In this study, the subpopulations of T cells and B cells were defined using cell surface markers reported in previous studies. Definitions of each subpopulation are summarized in the Supplemental Table. Representative plots and the gating strategy for evaluating T cells and B cells are shown in Supplement Figs. 1 and 2. We also confirmed that there was no difference of the results of FACS analysis of blood sample with or without freezing preservation by exclusion of nonviable cells stained with 7-AAD. Results are shown in Supplement Figs. 3 and 4.

Statistical analysis

Data are summarized as mean ± standard deviation (SD). Statistical differences in baseline characteristics were evaluated using the Mann–Whitney U test or the Kruskal–Wallis test for continuous variables and by Fisher’s exact test or Chi-squared test for categorical variables. Correlation analysis was performed using Spearman’s rank correlation coefficient.

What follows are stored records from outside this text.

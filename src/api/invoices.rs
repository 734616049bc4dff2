//! Invoice CRUD handlers
//!
//! Monetary fields travel as strings in request bodies to preserve NUMERIC
//! precision through JSON.

use crate::database::invoice_repository::{Invoice, InvoiceInput, InvoiceItem, InvoiceItemInput};
use crate::error::{AppError, ValidationError};
use crate::state::AppState;
use axum::{
    extract::{Path, State},
    http::StatusCode,
    response::IntoResponse,
    Json,
};
use bigdecimal::BigDecimal;
use serde::{Deserialize, Serialize};
use serde_json::json;
use std::str::FromStr;
use uuid::Uuid;

#[derive(Debug, Deserialize)]
pub struct InvoiceItemRequest {
    pub description: String,
    pub quantity: String,
    pub unit_price: String,
}

#[derive(Debug, Deserialize)]
pub struct InvoiceRequest {
    pub client_id: Uuid,
    pub invoice_number: String,
    pub issue_date: chrono::NaiveDate,
    pub due_date: Option<chrono::NaiveDate>,
    pub notes: Option<String>,
    pub items: Vec<InvoiceItemRequest>,
}

#[derive(Debug, Serialize)]
pub struct InvoiceDetail {
    #[serde(flatten)]
    pub invoice: Invoice,
    pub items: Vec<InvoiceItem>,
}

impl InvoiceRequest {
    fn into_parts(self) -> Result<(InvoiceInput, Vec<InvoiceItemInput>), AppError> {
        if self.invoice_number.trim().is_empty() {
            return Err(ValidationError::MissingField {
                field: "invoice_number".to_string(),
            }
            .into());
        }

        let items = self
            .items
            .into_iter()
            .enumerate()
            .map(|(index, item)| {
                Ok(InvoiceItemInput {
                    description: item.description,
                    quantity: parse_decimal(&item.quantity, &format!("items[{}].quantity", index))?,
                    unit_price: parse_decimal(
                        &item.unit_price,
                        &format!("items[{}].unit_price", index),
                    )?,
                })
            })
            .collect::<Result<Vec<_>, AppError>>()?;

        Ok((
            InvoiceInput {
                client_id: self.client_id,
                invoice_number: self.invoice_number,
                issue_date: self.issue_date,
                due_date: self.due_date,
                notes: self.notes,
            },
            items,
        ))
    }
}

fn parse_decimal(raw: &str, field: &str) -> Result<BigDecimal, AppError> {
    BigDecimal::from_str(raw.trim()).map_err(|_| {
        ValidationError::InvalidField {
            field: field.to_string(),
            reason: format!("'{}' is not a decimal number", raw),
        }
        .into()
    })
}

pub async fn create_invoice(
    State(state): State<AppState>,
    Json(payload): Json<InvoiceRequest>,
) -> Result<impl IntoResponse, AppError> {
    let (input, items) = payload.into_parts()?;
    let (invoice, items) = state.invoices.create(input, items).await?;
    Ok((StatusCode::CREATED, Json(InvoiceDetail { invoice, items })))
}

pub async fn list_invoices(State(state): State<AppState>) -> Result<Json<Vec<Invoice>>, AppError> {
    Ok(Json(state.invoices.list().await?))
}

pub async fn get_invoice(
    State(state): State<AppState>,
    Path(id): Path<Uuid>,
) -> Result<Json<InvoiceDetail>, AppError> {
    let (invoice, items) = state.invoices.get(id).await?;
    Ok(Json(InvoiceDetail { invoice, items }))
}

pub async fn update_invoice(
    State(state): State<AppState>,
    Path(id): Path<Uuid>,
    Json(payload): Json<InvoiceRequest>,
) -> Result<Json<InvoiceDetail>, AppError> {
    let (input, items) = payload.into_parts()?;
    let (invoice, items) = state.invoices.update(id, input, items).await?;
    Ok(Json(InvoiceDetail { invoice, items }))
}

pub async fn delete_invoice(
    State(state): State<AppState>,
    Path(id): Path<Uuid>,
) -> Result<impl IntoResponse, AppError> {
    state.invoices.delete(id).await?;
    Ok(StatusCode::NO_CONTENT)
}

pub async fn invoice_editable(
    State(state): State<AppState>,
    Path(id): Path<Uuid>,
) -> Result<impl IntoResponse, AppError> {
    let editable = state.invoices.is_editable(id).await?;
    Ok(Json(json!({ "invoice_id": id, "editable": editable })))
}

pub async fn invoice_payments(
    State(state): State<AppState>,
    Path(id): Path<Uuid>,
) -> Result<impl IntoResponse, AppError> {
    let payments = state.invoices.payments_for(id).await?;
    Ok(Json(payments))
}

Student’s t-tests were performed to assess the differences between blood samples collected from HCs or RA patients in Tsukuba and Karuizawa. Wilcoxon signed rank tests were performed to assess the differences between blood samples before and after freezing preservation. It was anticipated that the background characteristics of RA patients and HCs would differ substantially between the Tsukuba and Karuizawa groups, thus, inverse probability weighting (IPW) adjustments with propensity scores were performed to control for biases caused by potential confounding factors. We considered the following variables as potential confounding factors: age, sex, positivity of RF and anti-CCP antibody, dose of prednisolone, dose of methotrexate, use of biologic disease-modifying anti-rheumatic drugs (bDMARDs) or targeted disease-modifying anti-rheumatic drugs (tsDMARDs), and DAS28-CRP in RA patients, and age and sex in HCs. We used the multiple imputation by chained equation40 to treat missing data. We created 200 imputation data and used ordinary Rubin’s synthesis rule. We used the R package mice41 for the computation. Since this study is an observational study, and there are no families of statistical tests that multiplicity adjustments should be considered42. We did not adopt multiplicity adjustments for all statistical tests. All P values quoted are 2-sided and the significant levels were set to 0.05.